Well, yes and no. While it may seem normal to you and me, the body language is questionable with serious negative overtones, conveying a clear message to the informed observer. The specialty is called non-verbal communications and it can apparently be very persuasive in measuring a personality. What I was innocently doing was adapting the tell-tale behavior patterns of a person who is lying.

Have I ever lied to you?

Of course not. Would I kid you? I’ll be honest with you.

(The rhetorical question or the unexpected declaration of honesty are often defensive ploys to obscure a lie and can be signals that the truth has become elusive.)

There are experts on human behavior who insist that lying is commonplace, with some studies reporting on persons who confess to lying at least once a day. As you’re aware, lies come in all varieties, from the legendary large and dark whoppers to those sympathetically described as little and white. One of life’s challenges continues to be recognizing the liar and being able to separate the fact from the fiction.
Sorting through the rhetoric and isolating the falsehoods is an ongoing quest. I claim no expertise, even though I’ve known a few chronic liars in my life. Those people became so skilled in the art of the lie that some of those with whom they had regular dealings eventually concluded the perpetrators actually believed in some of their own deceptions.

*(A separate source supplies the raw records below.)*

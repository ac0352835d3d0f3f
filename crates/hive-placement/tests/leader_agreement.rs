//! Leader agreement tests.
//!
//! Two nodes holding the same cluster view must compute the same ranking,
//! whichever node computes it and in whatever order the snapshot was built.

use std::collections::BTreeMap;

use hive_placement::{
    CandidateFilter, PlacementPolicy, ScoringWeights, candidates_from_snapshot, leader, rank,
};
use hive_state::NodeState;
use serde_json::json;

fn node(load: f64, mem: f64, frozen: bool) -> NodeState {
    serde_json::from_value(json!({
        "frozen": if frozen { 100.0 } else { 0.0 },
        "stats": {"load_15m": load, "mem_avail": mem, "swap_avail": 90.0},
        "services": {"status": {"svc/db": {"avail": "down", "provisioned": "true"}}},
    }))
    .unwrap()
}

fn view(order: &[&str]) -> BTreeMap<String, NodeState> {
    let mut states = BTreeMap::new();
    for name in order {
        let state = match *name {
            "n1" => node(2.0, 60.0, false),
            "n2" => node(0.2, 80.0, false),
            "n3" => node(0.1, 90.0, true),
            _ => node(1.0, 50.0, false),
        };
        states.insert(name.to_string(), state);
    }
    states
}

const NODES: [&str; 4] = ["n1", "n2", "n3", "n4"];

fn configured() -> Vec<String> {
    NODES.iter().map(|n| n.to_string()).collect()
}

#[test]
fn identical_views_rank_identically() {
    let view_a = view(&["n1", "n2", "n3", "n4"]);
    let view_b = view(&["n4", "n3", "n2", "n1"]);
    let filter = CandidateFilter::default();
    let weights = ScoringWeights::default();

    for policy in [
        PlacementPolicy::NodesOrder,
        PlacementPolicy::LoadAvg,
        PlacementPolicy::Shift,
        PlacementPolicy::Spread,
        PlacementPolicy::Score,
    ] {
        let a = rank(
            "svc/db",
            policy,
            &candidates_from_snapshot("svc/db", &configured(), &view_a),
            &filter,
            &weights,
        );
        let b = rank(
            "svc/db",
            policy,
            &candidates_from_snapshot("svc/db", &configured(), &view_b),
            &filter,
            &weights,
        );
        assert_eq!(a, b, "{policy} ranking differs between hosts");
        assert!(a.iter().all(|r| r.node != "n3"), "frozen node ranked by {policy}");
    }
}

#[test]
fn load_avg_leader_is_least_loaded_unfrozen_node() {
    let snapshot = view(&NODES);
    let candidates = candidates_from_snapshot("svc/db", &configured(), &snapshot);
    let filter = CandidateFilter::default();
    let weights = ScoringWeights::default();

    assert_eq!(
        leader("svc/db", PlacementPolicy::LoadAvg, &candidates, &filter, &weights).as_deref(),
        Some("n2")
    );

    // Letting frozen nodes compete hands leadership to n3.
    let permissive = filter.with_frozen(false);
    assert_eq!(
        leader("svc/db", PlacementPolicy::LoadAvg, &candidates, &permissive, &weights).as_deref(),
        Some("n3")
    );
}

#[test]
fn silent_nodes_never_lead() {
    let snapshot = view(&["n2", "n4"]);
    let candidates = candidates_from_snapshot("svc/db", &configured(), &snapshot);
    let ranked = rank(
        "svc/db",
        PlacementPolicy::NodesOrder,
        &candidates,
        &CandidateFilter::default(),
        &ScoringWeights::default(),
    );
    let names: Vec<&str> = ranked.iter().map(|r| r.node.as_str()).collect();
    assert_eq!(names, vec!["n2", "n4"]);
}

Congenital liars operating in an organization usually are convinced they are successfully deluding their colleagues. The opposite is often the case since it is difficult, if not impossible, to conceal a steady flow of false reports and statements. Sometimes entire careers are built upon a foundation of lies. When you have been around long enough it is likely you can reflect on your own experiences with frequent or pathological liars. Years ago I had that experience with a person whose office was down the hall and it was very illuminating. The person was very adroit on initial meetings.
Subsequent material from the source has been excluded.